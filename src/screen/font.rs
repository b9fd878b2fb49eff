//! Built-in 5x7 bitmap font for status text.

use image::{GrayImage, Luma};

pub const GLYPH_WIDTH: u32 = 5;
pub const GLYPH_HEIGHT: u32 = 7;
/// Horizontal advance per character, one column of spacing included.
pub const ADVANCE: u32 = GLYPH_WIDTH + 1;
/// Vertical advance per text line, one row of spacing included.
pub const LINE_ADVANCE: u32 = GLYPH_HEIGHT + 1;

/// Rasterize `text` into a coverage mask, each font pixel scaled to a
/// `scale` x `scale` block. Characters without a glyph leave a blank cell.
pub fn rasterize(text: &str, scale: u32) -> GrayImage {
    rasterize_lines(&[text], scale)
}

/// Rasterize several lines, left aligned, one below the other.
pub fn rasterize_lines(lines: &[&str], scale: u32) -> GrayImage {
    let scale = scale.max(1);
    let cells = lines
        .iter()
        .map(|line| line.chars().count())
        .max()
        .unwrap_or(0)
        .max(1) as u32;
    let rows = lines.len().max(1) as u32;
    let width = (cells * ADVANCE - 1) * scale;
    let height = (rows * LINE_ADVANCE - 1) * scale;
    let mut mask = GrayImage::new(width, height);

    for (line_no, line) in lines.iter().enumerate() {
        let origin_y = line_no as u32 * LINE_ADVANCE * scale;
        for (cell, ch) in line.chars().enumerate() {
            if let Some(rows) = glyph(ch) {
                let origin_x = cell as u32 * ADVANCE * scale;
                draw_glyph(&mut mask, &rows, origin_x, origin_y, scale);
            }
        }
    }
    mask
}

/// Break `text` into lines of at most `max_cells` characters. Breaks fall on
/// the last space that fits; a word longer than a line is split.
pub fn wrap(text: &str, max_cells: usize) -> Vec<String> {
    let max_cells = max_cells.max(1);
    let mut rest: Vec<char> = text.chars().collect();
    let mut lines = Vec::new();
    while rest.len() > max_cells {
        let (line, skip) = match rest[..=max_cells].iter().rposition(|&ch| ch == ' ') {
            Some(space) if space > 0 => (space, 1),
            _ => (max_cells, 0),
        };
        lines.push(rest[..line].iter().collect());
        rest.drain(..line + skip);
    }
    lines.push(rest.into_iter().collect());
    lines
}

fn draw_glyph(mask: &mut GrayImage, rows: &[u8; 7], origin_x: u32, origin_y: u32, scale: u32) {
    for (row, bits) in rows.iter().enumerate() {
        for col in 0..GLYPH_WIDTH {
            if (bits >> (GLYPH_WIDTH - 1 - col)) & 1 == 0 {
                continue;
            }
            for dy in 0..scale {
                for dx in 0..scale {
                    mask.put_pixel(
                        origin_x + col * scale + dx,
                        origin_y + row as u32 * scale + dy,
                        Luma([255]),
                    );
                }
            }
        }
    }
}

fn glyph(ch: char) -> Option<[u8; 7]> {
    let rows = match ch {
        'A' => [0b01110, 0b10001, 0b10001, 0b11111, 0b10001, 0b10001, 0b10001],
        'B' => [0b11110, 0b10001, 0b10001, 0b11110, 0b10001, 0b10001, 0b11110],
        'C' => [0b01110, 0b10001, 0b10000, 0b10000, 0b10000, 0b10001, 0b01110],
        'D' => [0b11100, 0b10010, 0b10001, 0b10001, 0b10001, 0b10010, 0b11100],
        'E' => [0b11111, 0b10000, 0b11110, 0b10000, 0b10000, 0b10000, 0b11111],
        'F' => [0b11111, 0b10000, 0b11110, 0b10000, 0b10000, 0b10000, 0b10000],
        'G' => [0b01110, 0b10001, 0b10000, 0b10111, 0b10001, 0b10001, 0b01111],
        'H' => [0b10001, 0b10001, 0b10001, 0b11111, 0b10001, 0b10001, 0b10001],
        'I' => [0b01110, 0b00100, 0b00100, 0b00100, 0b00100, 0b00100, 0b01110],
        'J' => [0b00111, 0b00010, 0b00010, 0b00010, 0b00010, 0b10010, 0b01100],
        'K' => [0b10001, 0b10010, 0b10100, 0b11000, 0b10100, 0b10010, 0b10001],
        'L' => [0b10000, 0b10000, 0b10000, 0b10000, 0b10000, 0b10000, 0b11111],
        'M' => [0b10001, 0b11011, 0b10101, 0b10101, 0b10001, 0b10001, 0b10001],
        'N' => [0b10001, 0b11001, 0b10101, 0b10101, 0b10011, 0b10001, 0b10001],
        'O' => [0b01110, 0b10001, 0b10001, 0b10001, 0b10001, 0b10001, 0b01110],
        'P' => [0b11110, 0b10001, 0b10001, 0b11110, 0b10000, 0b10000, 0b10000],
        'Q' => [0b01110, 0b10001, 0b10001, 0b10001, 0b10101, 0b10010, 0b01101],
        'R' => [0b11110, 0b10001, 0b10001, 0b11110, 0b10100, 0b10010, 0b10001],
        'S' => [0b01111, 0b10000, 0b01110, 0b00001, 0b00001, 0b10001, 0b01110],
        'T' => [0b11111, 0b00100, 0b00100, 0b00100, 0b00100, 0b00100, 0b00100],
        'U' => [0b10001, 0b10001, 0b10001, 0b10001, 0b10001, 0b10001, 0b01110],
        'V' => [0b10001, 0b10001, 0b10001, 0b10001, 0b10001, 0b01010, 0b00100],
        'W' => [0b10001, 0b10001, 0b10001, 0b10101, 0b10101, 0b10101, 0b01010],
        'X' => [0b10001, 0b10001, 0b01010, 0b00100, 0b01010, 0b10001, 0b10001],
        'Y' => [0b10001, 0b10001, 0b01010, 0b00100, 0b00100, 0b00100, 0b00100],
        'Z' => [0b11111, 0b00001, 0b00010, 0b00100, 0b01000, 0b10000, 0b11111],
        'a' => [0, 0, 0b01110, 0b00001, 0b01111, 0b10001, 0b01111],
        'b' => [0b10000, 0b10000, 0b10110, 0b11001, 0b10001, 0b10001, 0b11110],
        'c' => [0, 0, 0b01110, 0b10000, 0b10000, 0b10001, 0b01110],
        'd' => [0b00001, 0b00001, 0b01101, 0b10011, 0b10001, 0b10001, 0b01111],
        'e' => [0, 0, 0b01110, 0b10001, 0b11111, 0b10000, 0b01110],
        'f' => [0b00110, 0b01001, 0b01000, 0b11100, 0b01000, 0b01000, 0b01000],
        'g' => [0, 0b01111, 0b10001, 0b10001, 0b01111, 0b00001, 0b01110],
        'h' => [0b10000, 0b10000, 0b10110, 0b11001, 0b10001, 0b10001, 0b10001],
        'i' => [0b00100, 0, 0b01100, 0b00100, 0b00100, 0b00100, 0b01110],
        'j' => [0b00010, 0, 0b00110, 0b00010, 0b00010, 0b10010, 0b01100],
        'k' => [0b10000, 0b10000, 0b10010, 0b10100, 0b11000, 0b10100, 0b10010],
        'l' => [0b01100, 0b00100, 0b00100, 0b00100, 0b00100, 0b00100, 0b01110],
        'm' => [0, 0, 0b11010, 0b10101, 0b10101, 0b10001, 0b10001],
        'n' => [0, 0, 0b10110, 0b11001, 0b10001, 0b10001, 0b10001],
        'o' => [0, 0, 0b01110, 0b10001, 0b10001, 0b10001, 0b01110],
        'p' => [0, 0, 0b11110, 0b10001, 0b11110, 0b10000, 0b10000],
        'q' => [0, 0, 0b01101, 0b10011, 0b01111, 0b00001, 0b00001],
        'r' => [0, 0, 0b10110, 0b11001, 0b10000, 0b10000, 0b10000],
        's' => [0, 0, 0b01110, 0b10000, 0b01110, 0b00001, 0b11110],
        't' => [0b01000, 0b01000, 0b11100, 0b01000, 0b01000, 0b01001, 0b00110],
        'u' => [0, 0, 0b10001, 0b10001, 0b10001, 0b10011, 0b01101],
        'v' => [0, 0, 0b10001, 0b10001, 0b10001, 0b01010, 0b00100],
        'w' => [0, 0, 0b10001, 0b10001, 0b10101, 0b10101, 0b01010],
        'x' => [0, 0, 0b10001, 0b01010, 0b00100, 0b01010, 0b10001],
        'y' => [0, 0, 0b10001, 0b10001, 0b01111, 0b00001, 0b01110],
        'z' => [0, 0, 0b11111, 0b00010, 0b00100, 0b01000, 0b11111],
        '0' => [0b01110, 0b10001, 0b10011, 0b10101, 0b11001, 0b10001, 0b01110],
        '1' => [0b00100, 0b01100, 0b00100, 0b00100, 0b00100, 0b00100, 0b01110],
        '2' => [0b01110, 0b10001, 0b00001, 0b00010, 0b00100, 0b01000, 0b11111],
        '3' => [0b11110, 0b00001, 0b00001, 0b01110, 0b00001, 0b00001, 0b11110],
        '4' => [0b00010, 0b00110, 0b01010, 0b10010, 0b11111, 0b00010, 0b00010],
        '5' => [0b11111, 0b10000, 0b11110, 0b00001, 0b00001, 0b10001, 0b01110],
        '6' => [0b00110, 0b01000, 0b10000, 0b11110, 0b10001, 0b10001, 0b01110],
        '7' => [0b11111, 0b00001, 0b00010, 0b00100, 0b01000, 0b01000, 0b01000],
        '8' => [0b01110, 0b10001, 0b10001, 0b01110, 0b10001, 0b10001, 0b01110],
        '9' => [0b01110, 0b10001, 0b10001, 0b01111, 0b00001, 0b00010, 0b01100],
        '.' => [0, 0, 0, 0, 0, 0b00110, 0b00110],
        ',' => [0, 0, 0, 0, 0b00110, 0b00100, 0b01000],
        '!' => [0b00100, 0b00100, 0b00100, 0b00100, 0b00100, 0, 0b00100],
        '?' => [0b01110, 0b10001, 0b00001, 0b00010, 0b00100, 0, 0b00100],
        ':' => [0, 0b00110, 0b00110, 0, 0b00110, 0b00110, 0],
        '-' => [0, 0, 0, 0b11111, 0, 0, 0],
        '_' => [0, 0, 0, 0, 0, 0, 0b11111],
        '(' => [0b00010, 0b00100, 0b01000, 0b01000, 0b01000, 0b00100, 0b00010],
        ')' => [0b01000, 0b00100, 0b00010, 0b00010, 0b00010, 0b00100, 0b01000],
        '/' => [0b00001, 0b00010, 0b00010, 0b00100, 0b01000, 0b01000, 0b10000],
        '%' => [0b10001, 0b10010, 0b00100, 0b01000, 0b10010, 0b10001, 0b00000],
        '\'' => [0b00100, 0b00100, 0b01000, 0, 0, 0, 0],
        ' ' => [0; 7],
        _ => return None,
    };
    Some(rows)
}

> **Brief**:
Give the number of lines in the records that contain the string "push", and write nothing besides that number.

> **Expected answer**:
2